Second chances, Nigel Reo-Coker and the Vancouver Whitecaps


Nigel Reo-Coker is on his way from Ipswich to Vancouver, his fourth club in four years. Photo courtesy

Well. The Vancouver Whitecaps have added a 28-year old English player with 200 matches of Premier League experience, ending Martin Rennie’s off-season of moving and shaking with a bang. But even as the club touts Nigel Reo-Coker’s experience as a captain and he ambitiously trumpets that he hasn’t yet hit his prime, why is everyone so nervous?

Hardly the questions you want to answer about your newest star signing. Part of the nervousness is because this story hasn’t ended well before, both in terms of Reo-Coker and the Whitecaps. Despite his star-studded CV, this is the newest Whitecap’s fourth move in four years, each to a club lower and lower in stature. If we hadn’t have taken him, he’d have gone to the English third division.

But the narrative of a bruised but brazen Reo-Coker trying to assure a new fan base that he can overcome past mistakes might apply too to the Whitecaps, when it comes to justifying their transfer decisions. Over the last two years, they’ve flipped away fan-favourites inexplicably and splashed huge cash on designated players mid-season that slink away in the summer. The Whitecaps want you to believe that this signing is more Y.P. Lee than Barry Robson, but the fact that Reo-Coker’s decline is the first thing on everyone’s mind is due to some lingering trauma over past transfer masterworks gone awry.

Part of the shock of the move is that if you follow English football, Nigel Reo-Coker is a name you know and might even be surprised had gone. Out of the Premier League for only half a season, Reo-Coker enjoyed a promising career with the England U-21s that coincided with rapid rise to the captaincy at West Ham, followed by a mostly-distinguished turn for Aston Villa that saw him acquit himself well in the UEFA Cup.

He’s also seen trouble. As Away From The Numbers notes, he was a member of West Ham’s “Baby Bentley” boys in the 2006-07 season, criticized for losing focus on the game over the money and the lifestyle and barely escaped relegation. He got into a fight with manager Martin O’Neill in Aston Villa and only avoided the sack because O’Neill got it first. He got relegated with Bolton and left for Ipswich, a club he left in three months after finding himself on the fringes. At his worst, he has been sullen and lacks commitment. But he claims despite his slips, the best is ahead of him. Can he seize a second chance in Vancouver?

He’s got something to prove. But so do the Whitecaps. With Barry Robson having quietly left over the winter, the ‘Caps have walked a way from a sizable investment in the Scot. In the second half of the season, Martin Rennie blew up the roster and brought in Robson and Kenny Miller, two players with Premier League experience. They failed to gel, and the Whitecaps almost missed the playoffs, squandering the promise of the first half of the year. It mirrors Mustapha Jarju, a complete bomb brought in for big money by Tommy Soehn in July 2011.

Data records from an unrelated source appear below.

//! Configuration management for the container monitoring service.
//!
//! This module handles loading and validating configuration from environment
//! variables and configuration files. Alert thresholds and fleet parameters
//! are policy data, not code: they live here with documented defaults so
//! they can be tuned without redeploying logic.

use config::{Config, ConfigError, Environment, File};
use serde::Deserialize;

/// Main configuration for the monitoring service.
#[derive(Debug, Clone, Deserialize)]
pub struct MonitorConfig {
    /// Service-level settings
    #[serde(default)]
    pub service: ServiceConfig,

    /// Alert threshold policy
    #[serde(default)]
    pub thresholds: ThresholdConfig,

    /// Fill-rate estimator settings
    #[serde(default)]
    pub estimator: EstimatorConfig,

    /// Default collection fleet parameters
    #[serde(default)]
    pub fleet: FleetConfig,

    /// The fixed container fleet this deployment monitors
    #[serde(default)]
    pub containers: Vec<ContainerSeed>,
}

/// Service-level settings.
#[derive(Debug, Clone, Deserialize)]
pub struct ServiceConfig {
    /// Service name used in logs
    #[serde(default = "default_service_name")]
    pub name: String,

    /// Log level (trace, debug, info, warn, error)
    #[serde(default = "default_log_level")]
    pub log_level: String,

    /// Port for the Prometheus metrics exporter
    #[serde(default = "default_metrics_port")]
    pub metrics_port: u16,

    /// Queue size for the ingestion gateway payload channel
    #[serde(default = "default_gateway_queue_size")]
    pub gateway_queue_size: usize,
}

/// Alert threshold policy.
///
/// Defaults match the deployed sensor kit: overflow bands at 60/80 % fill,
/// gas alarm at 800 ppm, ambient temperature band 10–35 °C, and a sensor
/// considered silent after 6 hours without a reading.
#[derive(Debug, Clone, Deserialize)]
pub struct ThresholdConfig {
    /// Fill level (percent) at which an overflow-risk alert becomes critical
    #[serde(default = "default_level_critical_pct")]
    pub level_critical_pct: f64,

    /// Fill level (percent) at which an overflow-risk warning is raised
    #[serde(default = "default_level_warning_pct")]
    pub level_warning_pct: f64,

    /// Gas concentration (ppm) above which a gas alert is raised
    #[serde(default = "default_gas_ppm")]
    pub gas_ppm: f64,

    /// Lower bound of the normal ambient temperature band (°C)
    #[serde(default = "default_temperature_low_c")]
    pub temperature_low_c: f64,

    /// Upper bound of the normal ambient temperature band (°C)
    #[serde(default = "default_temperature_high_c")]
    pub temperature_high_c: f64,

    /// Hours without a reading before a sensor-fault alert is raised
    #[serde(default = "default_stale_after_hours")]
    pub stale_after_hours: u64,
}

/// Fill-rate estimator settings.
#[derive(Debug, Clone, Deserialize)]
pub struct EstimatorConfig {
    /// Lookback window for the fill-rate trend, in hours
    #[serde(default = "default_lookback_hours")]
    pub lookback_hours: u64,
}

/// Collection fleet parameters.
#[derive(Debug, Clone, Deserialize)]
pub struct FleetConfig {
    /// Usable volume of a single collection vehicle, in liters
    #[serde(default = "default_vehicle_capacity_liters")]
    pub vehicle_capacity_liters: f64,

    /// Number of collection vehicles available
    #[serde(default = "default_vehicle_count")]
    pub vehicle_count: u32,
}

/// A container definition used to seed the registry at startup.
#[derive(Debug, Clone, Deserialize)]
pub struct ContainerSeed {
    /// Stable container id
    pub id: u32,

    /// Display name
    pub name: String,

    /// Street address or placement note
    #[serde(default)]
    pub location: Option<String>,

    /// Total capacity in liters
    #[serde(default = "default_container_capacity_liters")]
    pub capacity_liters: f64,
}

// Default value functions
fn default_service_name() -> String {
    "binsight".to_string()
}
fn default_log_level() -> String {
    "info".to_string()
}
fn default_metrics_port() -> u16 {
    9091
}
fn default_gateway_queue_size() -> usize {
    100
}
fn default_level_critical_pct() -> f64 {
    80.0
}
fn default_level_warning_pct() -> f64 {
    60.0
}
fn default_gas_ppm() -> f64 {
    800.0
}
fn default_temperature_low_c() -> f64 {
    10.0
}
fn default_temperature_high_c() -> f64 {
    35.0
}
fn default_stale_after_hours() -> u64 {
    6
}
fn default_lookback_hours() -> u64 {
    24
}
fn default_vehicle_capacity_liters() -> f64 {
    12_000.0
}
fn default_vehicle_count() -> u32 {
    2
}
fn default_container_capacity_liters() -> f64 {
    3_300.0
}

impl Default for ServiceConfig {
    fn default() -> Self {
        Self {
            name: default_service_name(),
            log_level: default_log_level(),
            metrics_port: default_metrics_port(),
            gateway_queue_size: default_gateway_queue_size(),
        }
    }
}

impl Default for ThresholdConfig {
    fn default() -> Self {
        Self {
            level_critical_pct: default_level_critical_pct(),
            level_warning_pct: default_level_warning_pct(),
            gas_ppm: default_gas_ppm(),
            temperature_low_c: default_temperature_low_c(),
            temperature_high_c: default_temperature_high_c(),
            stale_after_hours: default_stale_after_hours(),
        }
    }
}

impl Default for EstimatorConfig {
    fn default() -> Self {
        Self {
            lookback_hours: default_lookback_hours(),
        }
    }
}

impl Default for FleetConfig {
    fn default() -> Self {
        Self {
            vehicle_capacity_liters: default_vehicle_capacity_liters(),
            vehicle_count: default_vehicle_count(),
        }
    }
}

impl Default for MonitorConfig {
    fn default() -> Self {
        Self {
            service: ServiceConfig::default(),
            thresholds: ThresholdConfig::default(),
            estimator: EstimatorConfig::default(),
            fleet: FleetConfig::default(),
            containers: Vec::new(),
        }
    }
}

impl MonitorConfig {
    /// Load configuration from file and environment variables.
    ///
    /// Configuration is loaded in the following order (later sources override earlier):
    /// 1. Default config file (config/default.toml)
    /// 2. Environment-specific config (config/{env}.toml)
    /// 3. Environment variables (prefixed with FLEET_)
    pub fn load() -> Result<Self, ConfigError> {
        let run_mode = std::env::var("RUN_MODE").unwrap_or_else(|_| "development".into());

        let config = Config::builder()
            .add_source(File::with_name("config/default").required(false))
            .add_source(File::with_name(&format!("config/{}", run_mode)).required(false))
            .add_source(
                Environment::with_prefix("FLEET")
                    .separator("__")
                    .try_parsing(true),
            )
            .build()?;

        config.try_deserialize()
    }

    /// Create configuration from environment variables only.
    pub fn from_env() -> Result<Self, ConfigError> {
        let config = Config::builder()
            .add_source(
                Environment::with_prefix("FLEET")
                    .separator("__")
                    .try_parsing(true),
            )
            .build()?;

        config.try_deserialize()
    }

    /// Validate the configuration.
    pub fn validate(&self) -> Result<(), ConfigValidationError> {
        if !(0.0..=100.0).contains(&self.thresholds.level_warning_pct)
            || !(0.0..=100.0).contains(&self.thresholds.level_critical_pct)
        {
            return Err(ConfigValidationError::InvalidValue {
                field: "thresholds.level_warning_pct/level_critical_pct".to_string(),
                message: "Fill level thresholds must be within 0-100".to_string(),
            });
        }

        if self.thresholds.level_warning_pct >= self.thresholds.level_critical_pct {
            return Err(ConfigValidationError::InvalidValue {
                field: "thresholds.level_warning_pct".to_string(),
                message: "Warning threshold must be below the critical threshold".to_string(),
            });
        }

        if self.thresholds.temperature_low_c >= self.thresholds.temperature_high_c {
            return Err(ConfigValidationError::InvalidValue {
                field: "thresholds.temperature_low_c".to_string(),
                message: "Temperature band lower bound must be below the upper bound".to_string(),
            });
        }

        if self.thresholds.gas_ppm <= 0.0 {
            return Err(ConfigValidationError::InvalidValue {
                field: "thresholds.gas_ppm".to_string(),
                message: "Gas threshold must be greater than 0".to_string(),
            });
        }

        if self.estimator.lookback_hours == 0 {
            return Err(ConfigValidationError::InvalidValue {
                field: "estimator.lookback_hours".to_string(),
                message: "Lookback window must be at least one hour".to_string(),
            });
        }

        if self.fleet.vehicle_capacity_liters <= 0.0 {
            return Err(ConfigValidationError::InvalidValue {
                field: "fleet.vehicle_capacity_liters".to_string(),
                message: "Vehicle capacity must be greater than 0".to_string(),
            });
        }

        for seed in &self.containers {
            if seed.capacity_liters <= 0.0 {
                return Err(ConfigValidationError::InvalidValue {
                    field: format!("containers[{}].capacity_liters", seed.id),
                    message: "Container capacity must be greater than 0".to_string(),
                });
            }
            if seed.name.is_empty() {
                return Err(ConfigValidationError::MissingField(format!(
                    "containers[{}].name",
                    seed.id
                )));
            }
        }

        Ok(())
    }
}

/// Configuration validation errors.
#[derive(Debug, thiserror::Error)]
pub enum ConfigValidationError {
    #[error("Missing required field: {0}")]
    MissingField(String),

    #[error("Invalid value for {field}: {message}")]
    InvalidValue { field: String, message: String },
}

My main thought when Robson walked, other than seriously wondering whether it should have been Miller, is this: How the Whitecaps can absorb so many transfer misses? How many times can they afford to drop money on a player with no return? (The club has pared down its operations this off-season, cutting the women’s senior team and replacing many of their paid media staff with unpaid interns.)

That’s why people are wary of Nigel Reo-Coker. They’ve been burned too many times before. Can this work out?

The good news is that, as Reo-Coker says all the right things, the Whitecaps are doing all the right things. Reo-Coker will not be a designated player, which means he won’t carry the same expectations that Robson and Miller had. Y.P. Lee was an amazing success under these circumstances, as was Andy O’Brien. He will start the season with the ‘Caps, a positive because European players traditionally find it hard to adjust when they stroll in halfway through the season, and that certainly happened with Robson and Miller. He’s only 28, which means there is every chance of him playing a long and fulfilling career here.

There may still be some whispers about Nigel Reo-Coker because of his past and the Whitecaps’ past transfer issues. But together, it’s possible that this time player and club might not have to just stonewall the skeptics.

They might be able to prove them wrong.